Facile room-temperature synthesis of agarose-supported Cu-BTC metal-organic framework aerogel composites for enhanced adsorption of methylene blue and congo red dyes

Abstract

Organic dyes containing azo/anthropquinone groups pose severe ecological risks due to their toxicity and persistence. Therefore, in this study, covalently cross-linked agarose aerogel was used as the substrate, and the Cu-BTC metal-organic framework (Cu-MOF) was loaded via in-situ growth at room temperature to prepare a Cu-MOF @ agarose composite aerogel (Cu-MOF@AGA) adsorbent. The introduction of Cu-MOF endows Cu-MOF@AGA with more adsorption sites and a larger specific surface area (210.78 m²/g).
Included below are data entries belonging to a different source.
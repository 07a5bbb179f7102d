//! Command handlers for the `prism` binary.

pub mod backend;
pub mod config;
pub mod health;
pub mod supervise;
pub mod transform;
pub mod versions;

use console::Style;
use prism_core::HealthStatus;

/// One-line colored rendering of a health status.
pub(crate) fn format_health(status: &HealthStatus) -> String {
    if status.online {
        Style::new().green().apply_to(format!("● {}", status.message)).to_string()
    } else {
        Style::new().red().apply_to(format!("● {}", status.message)).to_string()
    }
}
//! Application state wiring the configuration to concrete infra adapters.

use std::time::Duration;

use anyhow::{Context, Result};

use wayfinder_core::pipeline::PipelineOptions;
use wayfinder_core::session::SourcePaths;
use wayfinder_infra::config::load_wizard_config;
use wayfinder_infra::delivery::HttpDelivery;
use wayfinder_infra::filesystem::LocalArtifactStore;
use wayfinder_infra::source::AnySource;
use wayfinder_types::config::WizardConfig;

use crate::cli::Cli;

/// Resolved configuration plus the definition source it selects.
pub struct AppState {
    pub config: WizardConfig,
    pub source: AnySource,
}

impl AppState {
    /// Load the config file, apply flag overrides, and open the definition
    /// source.
    pub async fn init(cli: &Cli) -> Result<Self> {
        let config = load_wizard_config(cli.config.as_deref())
            .await
            .context("failed to load configuration")?;
        let config = apply_cli_overrides(config, cli);

        let source = AnySource::from_config(&config).context("failed to open definition source")?;
        tracing::debug!(source = %source.describe(), "Using definition source");

        Ok(Self { config, source })
    }

    pub fn source_paths(&self) -> SourcePaths {
        SourcePaths::from(&self.config)
    }

    pub fn delivery(&self) -> Result<HttpDelivery> {
        HttpDelivery::new(Duration::from_secs(self.config.http_timeout_secs))
            .context("failed to create delivery client")
    }

    pub fn store(&self) -> LocalArtifactStore {
        LocalArtifactStore::new(&self.config.output_dir)
    }

    pub fn pipeline_options(&self, dry_run: bool, save_state: bool) -> PipelineOptions {
        PipelineOptions {
            document_name: self.config.document_name.clone(),
            artifact_name: self.config.artifact_name.clone(),
            dry_run,
            save_state,
        }
    }
}

/// Flags (and the environment variables backing them) win over the file.
fn apply_cli_overrides(mut config: WizardConfig, cli: &Cli) -> WizardConfig {
    if let Some(source) = &cli.source {
        config.source = source.clone();
    }
    if let Some(dir) = &cli.output_dir {
        config.output_dir = dir.display().to_string();
    }
    config
}

#[cfg(test)]
mod tests {
    use super::*;
    use clap::Parser;

    #[test]
    fn test_flags_override_config_values() {
        let cli = Cli::try_parse_from([
            "wayfinder",
            "--source",
            "./wizard",
            "--output-dir",
            "out",
        ])
        .unwrap();
        let config = apply_cli_overrides(WizardConfig::default(), &cli);
        assert_eq!(config.source, "./wizard");
        assert_eq!(config.output_dir, "out");
        assert_eq!(config.docs_dir, "docs");
    }

    #[test]
    fn test_absent_flags_keep_config_values() {
        let cli = Cli::try_parse_from(["wayfinder", "validate"]).unwrap();
        let mut file = WizardConfig::default();
        file.source = "https://wizard.example".to_string();
        let config = apply_cli_overrides(file.clone(), &cli);
        assert_eq!(config, file);
    }
}
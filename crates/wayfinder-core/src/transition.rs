//! Picks the next step from a question step's ordered transitions.

use tracing::debug;

use wayfinder_types::flow::{QuestionStep, StepId};

use crate::expression::ExpressionEvaluator;
use crate::state::State;

/// Return the `next` of the first transition whose `when` holds.
///
/// A transition without `when` always holds. The first satisfied transition
/// wins even when it has no `next` (an explicit end of the walk). When no
/// transition is satisfied the walk ends as well.
pub fn next_step(
    step: &QuestionStep,
    state: &State,
    evaluator: &ExpressionEvaluator,
) -> Option<StepId> {
    let selected = step
        .transitions
        .iter()
        .position(|t| evaluator.condition(t.when.as_deref(), state.as_value()));

    let next = selected.and_then(|index| step.transitions[index].next.clone());
    debug!(step = %step.id, transition = ?selected, next = ?next, "Resolved transition");
    next
}
//! Fetches definitions relative to a base URL.

use std::time::Duration;

use wayfinder_core::ports::DefinitionSource;
use wayfinder_types::error::FetchError;

/// [`DefinitionSource`] backed by a reqwest client.
///
/// Logical paths are joined onto the base URL. Non-2xx responses are
/// [`FetchError::Status`].
pub struct HttpSource {
    client: reqwest::Client,
    base_url: String,
}

impl HttpSource {
    pub fn new(base_url: &str, timeout: Duration) -> Result<Self, FetchError> {
        let client = reqwest::Client::builder()
            .timeout(timeout)
            .user_agent(concat!("wayfinder/", env!("CARGO_PKG_VERSION")))
            .build()
            .map_err(|e| FetchError::Transport {
                path: base_url.to_string(),
                message: e.to_string(),
            })?;

        Ok(Self {
            client,
            base_url: base_url.trim_end_matches('/').to_string(),
        })
    }

    pub fn base_url(&self) -> &str {
        &self.base_url
    }

    pub fn url_for(&self, path: &str) -> String {
        format!("{}/{}", self.base_url, path.trim_start_matches('/'))
    }
}

impl DefinitionSource for HttpSource {
    async fn fetch_text(&self, path: &str) -> Result<String, FetchError> {
        let url = self.url_for(path);
        let transport = |e: reqwest::Error| FetchError::Transport {
            path: path.to_string(),
            message: e.to_string(),
        };

        tracing::debug!(%url, "Fetching definition");
        let response = self.client.get(&url).send().await.map_err(transport)?;

        let status = response.status();
        if !status.is_success() {
            return Err(FetchError::Status {
                path: path.to_string(),
                status: status.as_u16(),
            });
        }

        response.text().await.map_err(transport)
    }
}

#[cfg(test)]
mod tests {
    use super::*;
    use crate::test_server::TestServer;
    use serde_json::json;

    fn source(server: &TestServer) -> HttpSource {
        HttpSource::new(&format!("{}/", server.base_url), Duration::from_secs(5)).unwrap()
    }

    #[test]
    fn test_url_for_joins_with_single_slash() {
        let source = HttpSource::new("https://wizard.example/v1/", Duration::from_secs(1)).unwrap();
        assert_eq!(source.url_for("flow.json"), "https://wizard.example/v1/flow.json");
        assert_eq!(source.url_for("/docs/a.md"), "https://wizard.example/v1/docs/a.md");
    }

    #[tokio::test]
    async fn test_fetches_text_and_structured_documents() {
        let server = TestServer::start(&[
            ("/flow.json", 200, r#"{"start": "a", "steps": {}}"#.as_bytes()),
            ("/docs/manifest.yaml", 200, "documentation:\n  title: Setup\n".as_bytes()),
        ])
        .await;
        let source = source(&server);

        assert_eq!(
            source.fetch_structured("flow.json").await.unwrap(),
            json!({ "start": "a", "steps": {} })
        );
        assert_eq!(
            source.fetch_structured("docs/manifest.yaml").await.unwrap(),
            json!({ "documentation": { "title": "Setup" } })
        );

        let requests = server.requests();
        assert_eq!(requests.len(), 2);
        assert!(requests.iter().all(|r| r.method == "GET"));
    }

    #[tokio::test]
    async fn test_non_success_status_is_an_error() {
        let server = TestServer::start(&[("/template.jexl", 500, "boom".as_bytes())]).await;
        let source = source(&server);

        let err = source.fetch_text("template.jexl").await.unwrap_err();
        assert!(matches!(err, FetchError::Status { status: 500, .. }));

        let err = source.fetch_text("missing.md").await.unwrap_err();
        assert!(matches!(err, FetchError::Status { status: 404, ref path } if path == "missing.md"));
    }

    #[tokio::test]
    async fn test_unreachable_host_is_a_transport_error() {
        // Bind then drop to get a port nothing listens on
        let listener = std::net::TcpListener::bind("127.0.0.1:0").unwrap();
        let addr = listener.local_addr().unwrap();
        drop(listener);

        let source = HttpSource::new(&format!("http://{addr}"), Duration::from_secs(2)).unwrap();
        let err = source.fetch_text("flow.json").await.unwrap_err();
        assert!(matches!(err, FetchError::Transport { .. }));
    }
}
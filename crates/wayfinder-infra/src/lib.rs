//! Infrastructure layer for Wayfinder.
//!
//! Implements the collaborator traits defined in `wayfinder-core`: HTTP and
//! local-directory definition sources, the HTTP delivery client, the
//! filesystem artifact store, plus the TOML config loader.

pub mod config;
pub mod delivery;
pub mod filesystem;
pub mod source;

#[cfg(test)]
mod test_server;
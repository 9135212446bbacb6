//! Interactive terminal prompter built on dialoguer.

use std::io;

use console::style;
use dialoguer::theme::ColorfulTheme;
use dialoguer::{Confirm, Input, Select};
use serde_json::Value;

use wayfinder_core::input::{parse_number, recommended_index};
use wayfinder_core::ports::{Answer, Prompter};
use wayfinder_types::error::PromptError;
use wayfinder_types::flow::{InputSpec, QuestionStep, SelectOption};

/// Asks each question on the terminal.
///
/// Esc on a select or toggle, or Ctrl+C anywhere, cancels the wizard.
pub struct DialoguerPrompter {
    theme: ColorfulTheme,
}

impl DialoguerPrompter {
    pub fn new() -> Self {
        Self {
            theme: ColorfulTheme::default(),
        }
    }

    fn select(&self, title: &str, options: &[SelectOption]) -> Result<Answer, PromptError> {
        let items: Vec<String> = options.iter().map(option_label).collect();

        let picked = Select::with_theme(&self.theme)
            .with_prompt(title)
            .items(&items)
            .default(recommended_index(options))
            .interact_opt();

        match picked {
            Ok(Some(index)) => Ok(Answer::Value(options[index].value.clone())),
            Ok(None) => Ok(Answer::Cancelled),
            Err(e) => interrupted(e),
        }
    }

    fn toggle(&self, title: &str, default: bool) -> Result<Answer, PromptError> {
        let confirmed = Confirm::with_theme(&self.theme)
            .with_prompt(title)
            .default(default)
            .interact_opt();

        match confirmed {
            Ok(Some(value)) => Ok(Answer::Value(Value::Bool(value))),
            Ok(None) => Ok(Answer::Cancelled),
            Err(e) => interrupted(e),
        }
    }

    fn number(
        &self,
        title: &str,
        min: Option<i64>,
        max: Option<i64>,
        default: Option<i64>,
        placeholder: Option<&str>,
    ) -> Result<Answer, PromptError> {
        let mut input = Input::<String>::with_theme(&self.theme)
            .with_prompt(with_hint(title, placeholder.or(range_hint(min, max).as_deref())))
            .validate_with(move |raw: &String| -> Result<(), String> {
                parse_number(raw, min, max)
                    .map(|_| ())
                    .map_err(|e| e.to_string())
            });
        if let Some(default) = default {
            input = input.default(default.to_string());
        }

        match input.interact_text() {
            Ok(raw) => parse_number(&raw, min, max)
                .map(|n| Answer::Value(Value::from(n)))
                .map_err(|e| PromptError::InvalidAnswer {
                    key: title.to_string(),
                    reason: e.to_string(),
                }),
            Err(e) => interrupted(e),
        }
    }

    fn text(
        &self,
        title: &str,
        default: Option<&str>,
        placeholder: Option<&str>,
    ) -> Result<Answer, PromptError> {
        let mut input = Input::<String>::with_theme(&self.theme)
            .with_prompt(with_hint(title, placeholder))
            .allow_empty(true);
        if let Some(default) = default {
            input = input.default(default.to_string());
        }

        match input.interact_text() {
            Ok(text) => Ok(Answer::Value(Value::String(text))),
            Err(e) => interrupted(e),
        }
    }
}

impl Default for DialoguerPrompter {
    fn default() -> Self {
        Self::new()
    }
}

impl Prompter for DialoguerPrompter {
    fn ask(&mut self, step: &QuestionStep, input: &InputSpec) -> Result<Answer, PromptError> {
        let title = step.title.as_str();
        match input {
            InputSpec::Select { options } => self.select(title, options),
            InputSpec::Toggle { default } => self.toggle(title, *default),
            InputSpec::Number {
                min,
                max,
                default,
                placeholder,
            } => self.number(title, *min, *max, *default, placeholder.as_deref()),
            InputSpec::Text {
                default,
                placeholder,
            } => self.text(title, default.as_deref(), placeholder.as_deref()),
        }
    }
}

/// Ctrl+C surfaces as an interrupted read; anything else is a terminal failure.
fn interrupted(err: dialoguer::Error) -> Result<Answer, PromptError> {
    match err {
        dialoguer::Error::IO(e) if e.kind() == io::ErrorKind::Interrupted => Ok(Answer::Cancelled),
        other => Err(PromptError::Io(other.to_string())),
    }
}

fn option_label(option: &SelectOption) -> String {
    let mut label = option.label.clone();
    if option.recommended {
        label.push_str(&format!(" {}", style("(recommended)").green()));
    }
    if let Some(description) = &option.description {
        label.push_str(&format!(" {}", style(format!("- {description}")).dim()));
    }
    label
}

fn range_hint(min: Option<i64>, max: Option<i64>) -> Option<String> {
    match (min, max) {
        (Some(min), Some(max)) => Some(format!("{min}-{max}")),
        (Some(min), None) => Some(format!(">= {min}")),
        (None, Some(max)) => Some(format!("<= {max}")),
        (None, None) => None,
    }
}

fn with_hint(title: &str, hint: Option<&str>) -> String {
    match hint {
        Some(hint) if !hint.is_empty() => format!("{title} {}", style(format!("({hint})")).dim()),
        _ => title.to_string(),
    }
}
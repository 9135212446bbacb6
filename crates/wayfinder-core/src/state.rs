//! The accumulated answer tree.
//!
//! `State` wraps a single JSON object. Answers are written at dotted
//! [`StateKey`] paths; missing intermediate objects are created on the way.
//! A write never replaces a scalar that sits in the middle of its path: that
//! is reported as [`StateError::PathConflict`].

use serde::Serialize;
use serde_json::{Map, Value};

use wayfinder_types::error::StateError;
use wayfinder_types::flow::StateKey;

#[derive(Debug, Clone, PartialEq, Serialize)]
#[serde(transparent)]
pub struct State {
    root: Value,
}

impl State {
    /// An empty state (`{}`).
    pub fn new() -> Self {
        Self {
            root: Value::Object(Map::new()),
        }
    }

    /// Write `value` at `key`, creating intermediate objects as needed.
    ///
    /// Writing the same key again overwrites the previous value.
    pub fn set(&mut self, key: &StateKey, value: Value) -> Result<(), StateError> {
        let segments: Vec<&str> = key.segments().collect();
        let Some((last, parents)) = segments.split_last() else {
            return Ok(());
        };

        let mut node = &mut self.root;
        for segment in parents {
            let Value::Object(map) = node else {
                return Err(conflict(key, segment));
            };
            node = map
                .entry(segment.to_string())
                .or_insert_with(|| Value::Object(Map::new()));
            if !node.is_object() {
                return Err(conflict(key, segment));
            }
        }

        match node {
            Value::Object(map) => {
                map.insert(last.to_string(), value);
                Ok(())
            }
            _ => Err(conflict(key, last)),
        }
    }

    /// Read the value at a dotted path.
    pub fn get(&self, path: &str) -> Option<&Value> {
        path.split('.')
            .try_fold(&self.root, |node, segment| node.as_object()?.get(segment))
    }

    /// The whole tree, as handed to expression evaluation.
    pub fn as_value(&self) -> &Value {
        &self.root
    }

    pub fn into_value(self) -> Value {
        self.root
    }

    pub fn is_empty(&self) -> bool {
        self.root.as_object().is_none_or(Map::is_empty)
    }
}

impl Default for State {
    fn default() -> Self {
        Self::new()
    }
}

fn conflict(key: &StateKey, segment: &str) -> StateError {
    StateError::PathConflict {
        key: key.to_string(),
        segment: segment.to_string(),
    }
}
use thiserror::Error;

/// Errors from fetching flow definitions, manifests, templates or fragments.
#[derive(Debug, Error)]
pub enum FetchError {
    #[error("fetching '{path}' returned status {status}")]
    Status { path: String, status: u16 },

    #[error("fetching '{path}' failed: {message}")]
    Transport { path: String, message: String },

    #[error("reading '{path}' failed: {message}")]
    Io { path: String, message: String },

    #[error("'{path}' is not valid structured data: {message}")]
    Parse { path: String, message: String },
}

impl FetchError {
    /// The logical path the failed fetch was addressed to.
    pub fn path(&self) -> &str {
        match self {
            Self::Status { path, .. }
            | Self::Transport { path, .. }
            | Self::Io { path, .. }
            | Self::Parse { path, .. } => path,
        }
    }
}

/// Errors raised while interpreting a flow definition.
#[derive(Debug, Error, PartialEq, Eq)]
pub enum FlowError {
    #[error("invalid state key '{0}': segments must be non-empty")]
    InvalidStateKey(String),

    #[error("unknown step type '{0}'")]
    UnknownStepType(String),

    #[error("parse error: {0}")]
    Parse(String),

    #[error("flow definition is invalid: {0}")]
    Invalid(String),
}

/// Errors from writing into the accumulated state.
#[derive(Debug, Error, PartialEq, Eq)]
pub enum StateError {
    #[error("cannot write '{key}': '{segment}' already holds a non-object value")]
    PathConflict { key: String, segment: String },
}

/// Errors from obtaining an answer for a step.
///
/// Cancellation is not an error; prompters report it as a distinct answer.
#[derive(Debug, Error)]
pub enum PromptError {
    #[error("terminal interaction failed: {0}")]
    Io(String),

    #[error("no answer provided for '{0}' and the input has no default")]
    MissingAnswer(String),

    #[error("answer for '{key}' is invalid: {reason}")]
    InvalidAnswer { key: String, reason: String },
}

/// Errors from handing the derived config payload to its target.
#[derive(Debug, Error)]
pub enum DeliveryError {
    #[error("delivery to '{url}' returned status {status}")]
    Status { url: String, status: u16 },

    #[error("delivery to '{url}' failed: {message}")]
    Transport { url: String, message: String },
}

/// Errors from writing a generated artifact to durable storage.
#[derive(Debug, Error)]
#[error("failed to save '{name}': {message}")]
pub struct PersistenceError {
    pub name: String,
    pub message: String,
}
The characteristic peaks at 2θ values of 6.6, 9.4, and 11.5 in the XRD pattern indicate the successful loading of Cu-MOF. Meanwhile, SEM images show that the 3D macroporous structure of Cu-MOF @AGA provides a rapid mass - transfer channel for pollutant molecules. FT-IR results reveal that Cu-MOF@AGA has more functional groups (such as -OH, -COOH) and active sites. The adsorption mechanism was analyzed using XPS and FT-IR, revealing that the adsorbent achieves adsorption of methylene blue (MB) and Congo red (CR) through hydrogen bonding, π-π interactions, and electrostatic interactions. Kinetic and isotherm fitting analyses demonstrated that the maximum adsorption capacities for methylene blue and Congo red reached 59.48 and 159.85 mg/g, respectively. Finally, after five cycles of adsorption experiments, the removal rates for MB and CR remained above 85 %, indicating that the adsorbent exhibits excellent reusability and promising application potential.